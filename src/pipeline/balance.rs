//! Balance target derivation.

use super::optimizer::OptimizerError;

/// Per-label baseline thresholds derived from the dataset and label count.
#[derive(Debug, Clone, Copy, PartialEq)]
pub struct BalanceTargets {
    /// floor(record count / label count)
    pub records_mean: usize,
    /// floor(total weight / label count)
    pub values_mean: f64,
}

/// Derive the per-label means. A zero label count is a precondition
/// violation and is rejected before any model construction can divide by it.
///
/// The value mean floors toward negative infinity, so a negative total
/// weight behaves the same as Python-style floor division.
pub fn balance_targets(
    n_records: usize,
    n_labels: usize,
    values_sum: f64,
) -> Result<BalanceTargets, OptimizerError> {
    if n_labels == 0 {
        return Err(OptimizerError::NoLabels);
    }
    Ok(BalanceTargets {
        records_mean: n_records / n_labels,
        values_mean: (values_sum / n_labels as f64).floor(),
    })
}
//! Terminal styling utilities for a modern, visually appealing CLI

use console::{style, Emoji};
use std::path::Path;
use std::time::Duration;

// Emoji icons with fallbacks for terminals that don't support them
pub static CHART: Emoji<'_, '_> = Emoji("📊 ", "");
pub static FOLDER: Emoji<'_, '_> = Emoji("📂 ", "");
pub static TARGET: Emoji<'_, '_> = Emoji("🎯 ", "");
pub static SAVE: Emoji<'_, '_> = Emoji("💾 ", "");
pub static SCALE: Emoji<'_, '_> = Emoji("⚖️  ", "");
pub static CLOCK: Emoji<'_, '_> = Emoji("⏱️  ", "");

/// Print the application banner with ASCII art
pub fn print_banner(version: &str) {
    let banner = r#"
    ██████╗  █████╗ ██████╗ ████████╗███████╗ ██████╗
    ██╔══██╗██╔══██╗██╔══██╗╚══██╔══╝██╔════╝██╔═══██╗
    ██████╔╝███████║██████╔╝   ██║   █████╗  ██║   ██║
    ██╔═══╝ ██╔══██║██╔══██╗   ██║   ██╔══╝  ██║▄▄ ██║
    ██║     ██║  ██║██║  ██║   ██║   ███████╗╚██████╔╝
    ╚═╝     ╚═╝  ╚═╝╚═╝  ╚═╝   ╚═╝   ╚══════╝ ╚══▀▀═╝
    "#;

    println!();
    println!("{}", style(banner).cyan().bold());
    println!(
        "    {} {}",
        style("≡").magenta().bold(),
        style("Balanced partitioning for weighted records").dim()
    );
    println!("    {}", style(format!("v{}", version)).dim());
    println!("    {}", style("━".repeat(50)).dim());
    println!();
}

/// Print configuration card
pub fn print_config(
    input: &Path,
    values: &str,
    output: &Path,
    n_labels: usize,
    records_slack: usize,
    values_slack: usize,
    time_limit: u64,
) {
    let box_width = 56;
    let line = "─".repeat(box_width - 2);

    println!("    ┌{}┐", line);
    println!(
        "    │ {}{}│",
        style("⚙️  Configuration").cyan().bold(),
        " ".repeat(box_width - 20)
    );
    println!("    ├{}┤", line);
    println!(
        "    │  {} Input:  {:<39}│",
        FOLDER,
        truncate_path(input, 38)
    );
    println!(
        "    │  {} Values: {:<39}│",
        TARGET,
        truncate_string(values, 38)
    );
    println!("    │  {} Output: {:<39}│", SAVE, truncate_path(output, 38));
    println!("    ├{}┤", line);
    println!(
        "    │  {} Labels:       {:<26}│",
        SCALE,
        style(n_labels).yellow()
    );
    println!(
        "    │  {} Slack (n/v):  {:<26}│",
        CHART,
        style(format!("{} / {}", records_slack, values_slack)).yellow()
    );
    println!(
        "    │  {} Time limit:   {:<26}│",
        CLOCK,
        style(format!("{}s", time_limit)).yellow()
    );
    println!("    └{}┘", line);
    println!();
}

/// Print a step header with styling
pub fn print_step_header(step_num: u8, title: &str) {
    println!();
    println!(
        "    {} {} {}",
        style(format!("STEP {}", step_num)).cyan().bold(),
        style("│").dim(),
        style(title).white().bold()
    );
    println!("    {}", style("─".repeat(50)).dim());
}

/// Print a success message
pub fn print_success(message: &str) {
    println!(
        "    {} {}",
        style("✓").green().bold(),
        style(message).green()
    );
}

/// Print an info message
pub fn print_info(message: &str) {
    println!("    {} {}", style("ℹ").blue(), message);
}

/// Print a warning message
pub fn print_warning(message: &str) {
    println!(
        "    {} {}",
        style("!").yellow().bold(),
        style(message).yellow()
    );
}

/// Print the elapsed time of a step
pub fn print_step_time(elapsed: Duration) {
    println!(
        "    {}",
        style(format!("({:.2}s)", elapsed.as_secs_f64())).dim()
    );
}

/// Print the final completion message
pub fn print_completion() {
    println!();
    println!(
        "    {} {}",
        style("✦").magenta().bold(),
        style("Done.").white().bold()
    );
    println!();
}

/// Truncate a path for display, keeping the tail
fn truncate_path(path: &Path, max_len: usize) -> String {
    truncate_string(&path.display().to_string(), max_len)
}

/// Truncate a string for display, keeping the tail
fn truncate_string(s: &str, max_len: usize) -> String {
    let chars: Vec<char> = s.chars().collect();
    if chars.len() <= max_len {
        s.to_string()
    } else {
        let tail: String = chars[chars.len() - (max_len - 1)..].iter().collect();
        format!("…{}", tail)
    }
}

• • • • •

Task statement: Whatever the entries say, repeat all of them exactly.

The answer:
filename src/pipeline/balance.rs
//! Balance target derivation.

use super::optimizer::OptimizerError;

/// Per-label baseline thresholds derived from the dataset and label count.
#[derive(Debug, Clone, Copy, PartialEq)]
pub struct BalanceTargets {
    /// floor(record count / label count)
    pub records_mean: usize,
    /// floor(total weight / label count)
    pub values_mean: f64,
}

/// Derive the per-label means. A zero label count is a precondition
/// violation and is rejected before any model construction can divide by it.
///
/// The value mean floors toward negative infinity, so a negative total
/// weight behaves the same as Python-style floor division.
pub fn balance_targets(
    n_records: usize,
    n_labels: usize,
    values_sum: f64,
) -> Result<BalanceTargets, OptimizerError> {
    if n_labels == 0 {
        return Err(OptimizerError::NoLabels);
    }
    Ok(BalanceTargets {
        records_mean: n_records / n_labels,
        values_mean: (values_sum / n_labels as f64).floor(),
    })
}
//! Terminal styling utilities for a modern, visually appealing CLI

use console::{style, Emoji};
use std::path::Path;
use std::time::Duration;

// Emoji icons with fallbacks for terminals that don't support them
pub static CHART: Emoji<'_, '_> = Emoji("📊 ", "");
pub static FOLDER: Emoji<'_, '_> = Emoji("📂 ", "");
pub static TARGET: Emoji<'_, '_> = Emoji("🎯 ", "");
pub static SAVE: Emoji<'_, '_> = Emoji("💾 ", "");
pub static SCALE: Emoji<'_, '_> = Emoji("⚖️  ", "");
pub static CLOCK: Emoji<'_, '_> = Emoji("⏱️  ", "");

/// Print the application banner with ASCII art
pub fn print_banner(version: &str) {
    let banner = r#"
    ██████╗  █████╗ ██████╗ ████████╗███████╗ ██████╗
    ██╔══██╗██╔══██╗██╔══██╗╚══██╔══╝██╔════╝██╔═══██╗
    ██████╔╝███████║██████╔╝   ██║   █████╗  ██║   ██║
    ██╔═══╝ ██╔══██║██╔══██╗   ██║   ██╔══╝  ██║▄▄ ██║
    ██║     ██║  ██║██║  ██║   ██║   ███████╗╚██████╔╝
    ╚═╝     ╚═╝  ╚═╝╚═╝  ╚═╝   ╚═╝   ╚══════╝ ╚══▀▀═╝
    "#;

    println!();
    println!("{}", style(banner).cyan().bold());
    println!(
        "    {} {}",
        style("≡").magenta().bold(),
        style("Balanced partitioning for weighted records").dim()
    );
    println!("    {}", style(format!("v{}", version)).dim());
    println!("    {}", style("━".repeat(50)).dim());
    println!();
}

/// Print configuration card
pub fn print_config(
    input: &Path,
    values: &str,
    output: &Path,
    n_labels: usize,
    records_slack: usize,
    values_slack: usize,
    time_limit: u64,
) {
    let box_width = 56;
    let line = "─".repeat(box_width - 2);

    println!("    ┌{}┐", line);
    println!(
        "    │ {}{}│",
        style("⚙️  Configuration").cyan().bold(),
        " ".repeat(box_width - 20)
    );
    println!("    ├{}┤", line);
    println!(
        "    │  {} Input:  {:<39}│",
        FOLDER,
        truncate_path(input, 38)
    );
    println!(
        "    │  {} Values: {:<39}│",
        TARGET,
        truncate_string(values, 38)
    );
    println!("    │  {} Output: {:<39}│", SAVE, truncate_path(output, 38));
    println!("    ├{}┤", line);
    println!(
        "    │  {} Labels:       {:<26}│",
        SCALE,
        style(n_labels).yellow()
    );
    println!(
        "    │  {} Slack (n/v):  {:<26}│",
        CHART,
        style(format!("{} / {}", records_slack, values_slack)).yellow()
    );
    println!(
        "    │  {} Time limit:   {:<26}│",
        CLOCK,
        style(format!("{}s", time_limit)).yellow()
    );
    println!("    └{}┘", line);
    println!();
}

/// Print a step header with styling
pub fn print_step_header(step_num: u8, title: &str) {
    println!();
    println!(
        "    {} {} {}",
        style(format!("STEP {}", step_num)).cyan().bold(),
        style("│").dim(),
        style(title).white().bold()
    );
    println!("    {}", style("─".repeat(50)).dim());
}

/// Print a success message
pub fn print_success(message: &str) {
    println!(
        "    {} {}",
        style("✓").green().bold(),
        style(message).green()
    );
}

/// Print an info message
pub fn print_info(message: &str) {
    println!("    {} {}", style("ℹ").blue(), message);
}

/// Print a warning message
pub fn print_warning(message: &str) {
    println!(
        "    {} {}",
        style("!").yellow().bold(),
        style(message).yellow()
    );
}

/// Print the elapsed time of a step
pub fn print_step_time(elapsed: Duration) {
    println!(
        "    {}",
        style(format!("({:.2}s)", elapsed.as_secs_f64())).dim()
    );
}

/// Print the final completion message
pub fn print_completion() {
    println!();
    println!(
        "    {} {}",
        style("✦").magenta().bold(),
        style("Done.").white().bold()
    );
    println!();
}

/// Truncate a path for display, keeping the tail
fn truncate_path(path: &Path, max_len: usize) -> String {
    truncate_string(&path.display().to_string(), max_len)
}

/// Truncate a string for display, keeping the tail
fn truncate_string(s: &str, max_len: usize) -> String {
    let chars: Vec<char> = s.chars().collect();
    if chars.len() <= max_len {
        s.to_string()
    } else {
        let tail: String = chars[chars.len() - (max_len - 1)..].iter().collect();
        format!("…{}", tail)
    }
}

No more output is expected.